# ASSIGNMENT
Using the listing, work out the number of lines where "BoxError" shows up, and answer with that number alone.

+++ RECORDS FOR THIS EXERCISE +++

//! Crate-level error types shared across flows, expressions, and host rules.

// self
use crate::{_prelude::*, oauth2::FlowState};

/// Crate-wide result type alias returning [`Error`] by default.
pub type Result<T, E = Error> = std::result::Result<T, E>;

pub(crate) type BoxError = Box<dyn std::error::Error + Send + Sync>;

/// Canonical error exposed by public APIs.
#[derive(Debug, ThisError)]
pub enum Error {
	/// The authorization step failed (state mismatch, user interruption, provider error).
	#[error(transparent)]
	Authorization(#[from] AuthorizationError),
	/// The token endpoint call failed or returned an unusable response.
	#[error(transparent)]
	Code(#[from] CodeError),
	/// Expression evaluation failed.
	#[error(transparent)]
	Eval(#[from] EvalError),
	/// Local configuration problem.
	#[error(transparent)]
	Config(#[from] ConfigError),

	/// The flow received input that its current state cannot accept.
	#[error("Authorization flow cannot move from {from} to {to}.")]
	InvalidTransition {
		/// State the flow was in.
		from: FlowState,
		/// State the caller attempted to reach.
		to: FlowState,
	},
}
impl Error {
	/// Returns the machine-readable code for authorization and token endpoint failures.
	pub fn code(&self) -> Option<&str> {
		match self {
			Self::Authorization(e) => Some(e.code.as_str()),
			Self::Code(e) => Some(e.code.as_str()),
			_ => None,
		}
	}
}

impl From<SettingsError> for Error {
	fn from(e: SettingsError) -> Self {
		Self::Config(e.into())
	}
}

/// Machine-readable reason attached to an [`AuthorizationError`].
#[derive(Clone, Debug, PartialEq, Eq, Hash, Serialize, Deserialize)]
#[serde(into = "String", from = "String")]
pub enum AuthorizationErrorCode {
	/// The returned `state` is missing or differs from the issued one.
	InvalidState,
	/// A non-interactive attempt needed user interaction.
	InteractionRequired,
	/// The user closed or dismissed the authorization surface.
	UserInterrupted,
	/// The host reported no redirect at all.
	NoResponse,
	/// Error code reported by the authorization server (`error=...`).
	Provider(String),
}
impl AuthorizationErrorCode {
	/// Returns the wire representation of the code.
	pub fn as_str(&self) -> &str {
		match self {
			Self::InvalidState => "invalid_state",
			Self::InteractionRequired => "interaction_required",
			Self::UserInterrupted => "user_interrupted",
			Self::NoResponse => "no_response",
			Self::Provider(code) => code,
		}
	}
}
impl From<String> for AuthorizationErrorCode {
	fn from(value: String) -> Self {
		match value.as_str() {
			"invalid_state" => Self::InvalidState,
			"interaction_required" => Self::InteractionRequired,
			"user_interrupted" => Self::UserInterrupted,
			"no_response" => Self::NoResponse,
			_ => Self::Provider(value),
		}
	}
}
impl From<AuthorizationErrorCode> for String {
	fn from(value: AuthorizationErrorCode) -> Self {
		value.as_str().to_owned()
	}
}
impl Display for AuthorizationErrorCode {
	fn fmt(&self, f: &mut Formatter) -> FmtResult {
		f.write_str(self.as_str())
	}
}

/// Failure of the redirect/authorization step of a flow.
#[derive(Clone, Debug, PartialEq, Eq, ThisError)]
#[error("Authorization failed ({code}): {message}")]
pub struct AuthorizationError {
	/// Machine-readable reason.
	pub code: AuthorizationErrorCode,
	/// Human-readable description.
	pub message: String,
	/// State value issued for the attempt, when one exists.
	pub state: Option<String>,
	/// Whether the attempt was allowed to interact with the user.
	pub interactive: bool,
}
impl AuthorizationError {
	/// Creates an interactive error with no state attached.
	pub fn new(code: AuthorizationErrorCode, message: impl Into<String>) -> Self {
		Self { code, message: message.into(), state: None, interactive: true }
	}

	/// Error raised when the returned state does not match the issued one.
	pub fn state_mismatch(issued: impl Into<String>) -> Self {
		Self::new(
			AuthorizationErrorCode::InvalidState,
			"The state value returned by the authorization server is invalid.",
		)
		.with_state(issued)
	}

	/// Attaches the issued state.
	pub fn with_state(mut self, state: impl Into<String>) -> Self {
		self.state = Some(state.into());

		self
	}

	/// Overrides the interactivity flag.
	pub fn with_interactive(mut self, interactive: bool) -> Self {
		self.interactive = interactive;

		self
	}

	/// Returns true for state mismatches (including a missing state).
	pub fn is_state_mismatch(&self) -> bool {
		self.code == AuthorizationErrorCode::InvalidState
	}
}

/// Failure of a token endpoint exchange.
#[derive(Debug, ThisError)]
#[error("Token request failed ({code}): {message}")]
pub struct CodeError {
	/// Machine-readable reason, either one of the associated constants or a provider `error`.
	pub code: String,
	/// Human-readable description.
	pub message: String,
	/// HTTP status code, when a response was received.
	pub status: Option<u16>,
	/// Underlying transport or parsing failure.
	#[source]
	pub source: Option<BoxError>,
}
impl CodeError {
	/// Body lacked an access token.
	pub const NO_ACCESS_TOKEN: &'static str = "no_access_token";
	/// Transport failure or non-success HTTP status.
	pub const REQUEST_ERROR: &'static str = "request_error";
	/// Body could not be parsed.
	pub const RESPONSE_PARSE: &'static str = "response_parse";

	/// Creates an error with the provided code and message.
	pub fn new(code: impl Into<String>, message: impl Into<String>) -> Self {
		Self { code: code.into(), message: message.into(), status: None, source: None }
	}

	/// Wraps a transport failure.
	pub fn transport(src: impl 'static + Send + Sync + std::error::Error) -> Self {
		Self {
			source: Some(Box::new(src)),
			..Self::new(Self::REQUEST_ERROR, "Unable to reach the token endpoint.")
		}
	}

	/// Wraps a parsing failure.
	pub fn parse(src: impl 'static + Send + Sync + std::error::Error, status: u16) -> Self {
		Self {
			status: Some(status),
			source: Some(Box::new(src)),
			..Self::new(Self::RESPONSE_PARSE, "Token endpoint returned a malformed response.")
		}
	}

	/// Attaches the HTTP status.
	pub fn with_status(mut self, status: u16) -> Self {
		self.status = Some(status);

		self
	}
}

/// Failures raised while tokenizing or evaluating `${...}` expressions.
#[derive(Clone, Debug, PartialEq, Eq, ThisError)]
pub enum EvalError {
	/// The tokenizer ran past the end of its input.
	#[error("Unexpected end of input.")]
	Eof,
	/// A function was called without its required argument.
	#[error("Function `{function}` requires an argument.")]
	MissingArgument {
		/// Name of the function.
		function: &'static str,
	},
	/// The expression named a function that does not exist.
	#[error("Unknown function `{name}`.")]
	UnknownFunction {
		/// Name found in the expression.
		name: String,
	},
	/// Input to `atob` was not valid base64.
	#[error("Input is not valid base64.")]
	InvalidBase64,
	/// Decoded bytes were not valid UTF-8.
	#[error("Decoded value is not valid UTF-8.")]
	InvalidUtf8,
	/// Variables referenced each other too deeply (or cyclically).
	#[error("Variable expansion exceeded {depth} levels.")]
	RecursionLimit {
		/// Depth at which expansion stopped.
		depth: usize,
	},
}

/// Configuration and validation failures.
#[derive(Debug, ThisError)]
pub enum ConfigError {
	/// HTTP client could not be constructed.
	#[error("HTTP client could not be constructed.")]
	HttpClientBuild {
		/// Underlying transport builder failure.
		#[source]
		source: BoxError,
	},
	/// HTTP request construction failed.
	#[error(transparent)]
	HttpRequest(#[from] ::oauth2::http::Error),
	/// A configured or derived URL could not be parsed.
	#[error("The {field} URL is invalid.")]
	InvalidUrl {
		/// Setting the URL came from.
		field: &'static str,
		/// Underlying parsing failure.
		#[source]
		source: url::ParseError,
	},
	/// Settings validation failed.
	#[error(transparent)]
	Settings(#[from] SettingsError),
	/// Host rule pattern does not compile.
	#[error("Host rule pattern `{pattern}` is invalid.")]
	InvalidHostRule {
		/// Pattern as written in the rule.
		pattern: String,
		/// Underlying regex failure.
		#[source]
		source: regex::Error,
	},
	/// HMAC key could not be initialized.
	#[error("Signing key is not usable for {method}.")]
	InvalidSigningKey {
		/// Wire name of the method.
		method: &'static str,
	},
	/// Signature method is recognized but not implemented.
	#[error("Signature method {method} is not supported.")]
	UnsupportedSignatureMethod {
		/// Wire name of the method.
		method: &'static str,
	},
}
impl ConfigError {
	/// Wraps a transport's builder failure inside [`ConfigError`].
	pub fn http_client_build(src: impl 'static + Send + Sync + std::error::Error) -> Self {
		Self::HttpClientBuild { source: Box::new(src) }
	}
}
#[cfg(feature = "reqwest")]
impl From<ReqwestError> for ConfigError {
	fn from(e: ReqwestError) -> Self {
		Self::http_client_build(e)
	}
}

/// Errors raised while building OAuth settings.
#[derive(Clone, Debug, PartialEq, Eq, Serialize, Deserialize, ThisError)]
pub enum SettingsError {
	/// A setting required by the selected grant is absent.
	#[error("Missing `{field}` for the {grant} grant.")]
	Missing {
		/// Name of the missing setting.
		field: &'static str,
		/// Grant or flow that requires it.
		grant: &'static str,
	},
	/// The grant is completed without an authorization redirect.
	#[error("The {grant} grant does not use an authorization redirect.")]
	NoRedirect {
		/// Grant that was asked for a redirect.
		grant: &'static str,
	},
	/// Scope list contains an empty entry or embedded whitespace.
	#[error(transparent)]
	InvalidScope(#[from] crate::auth::ScopeValidationError),
}

#[cfg(test)]
mod tests {
	// self
	use super::*;

	#[test]
	fn authorization_codes_round_trip_through_strings() {
		for code in [
			AuthorizationErrorCode::InvalidState,
			AuthorizationErrorCode::InteractionRequired,
			AuthorizationErrorCode::UserInterrupted,
			AuthorizationErrorCode::NoResponse,
			AuthorizationErrorCode::Provider("access_denied".into()),
		] {
			assert_eq!(AuthorizationErrorCode::from(String::from(code.clone())), code);
		}
	}

	#[test]
	fn code_error_exposes_transport_source() {
		let io = std::io::Error::other("connection reset");
		let err: Error = CodeError::transport(io).into();

		assert_eq!(err.code(), Some(CodeError::REQUEST_ERROR));

		let source =
			StdError::source(&err).expect("Transport failures should expose their source.");

		assert_eq!(source.to_string(), "connection reset");
	}

	#[test]
	fn state_mismatch_carries_issued_state() {
		let err = AuthorizationError::state_mismatch("issued").with_interactive(false);

		assert!(err.is_state_mismatch());
		assert_eq!(err.state.as_deref(), Some("issued"));
		assert!(!err.interactive);
	}
}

+++

# OUTPUT FOR THIS EXERCISE
3